Work instructions: Could you give back the whole listing exactly as written?

Material for the task:
┌──
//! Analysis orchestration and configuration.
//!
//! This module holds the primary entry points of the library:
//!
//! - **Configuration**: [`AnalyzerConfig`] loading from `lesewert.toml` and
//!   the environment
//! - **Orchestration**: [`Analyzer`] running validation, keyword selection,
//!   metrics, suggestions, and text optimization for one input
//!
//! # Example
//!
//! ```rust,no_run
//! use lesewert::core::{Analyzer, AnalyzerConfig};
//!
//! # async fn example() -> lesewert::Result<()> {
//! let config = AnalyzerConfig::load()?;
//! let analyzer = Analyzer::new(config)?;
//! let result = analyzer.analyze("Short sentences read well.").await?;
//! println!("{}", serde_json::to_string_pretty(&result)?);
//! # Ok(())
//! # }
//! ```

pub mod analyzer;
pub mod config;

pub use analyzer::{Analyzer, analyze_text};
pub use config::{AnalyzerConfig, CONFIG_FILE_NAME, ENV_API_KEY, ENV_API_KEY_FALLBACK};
└──
Answer for this exercise:
//! Analysis orchestration and configuration.
//!
//! This module holds the primary entry points of the library:
//!
//! - **Configuration**: [`AnalyzerConfig`] loading from `lesewert.toml` and
//!   the environment
//! - **Orchestration**: [`Analyzer`] running validation, keyword selection,
//!   metrics, suggestions, and text optimization for one input
//!
//! # Example
//!
//! ```rust,no_run
//! use lesewert::core::{Analyzer, AnalyzerConfig};
//!
//! # async fn example() -> lesewert::Result<()> {
//! let config = AnalyzerConfig::load()?;
//! let analyzer = Analyzer::new(config)?;
//! let result = analyzer.analyze("Short sentences read well.").await?;
//! println!("{}", serde_json::to_string_pretty(&result)?);
//! # Ok(())
//! # }
//! ```

pub mod analyzer;
pub mod config;

pub use analyzer::{Analyzer, analyze_text};
pub use config::{AnalyzerConfig, CONFIG_FILE_NAME, ENV_API_KEY, ENV_API_KEY_FALLBACK};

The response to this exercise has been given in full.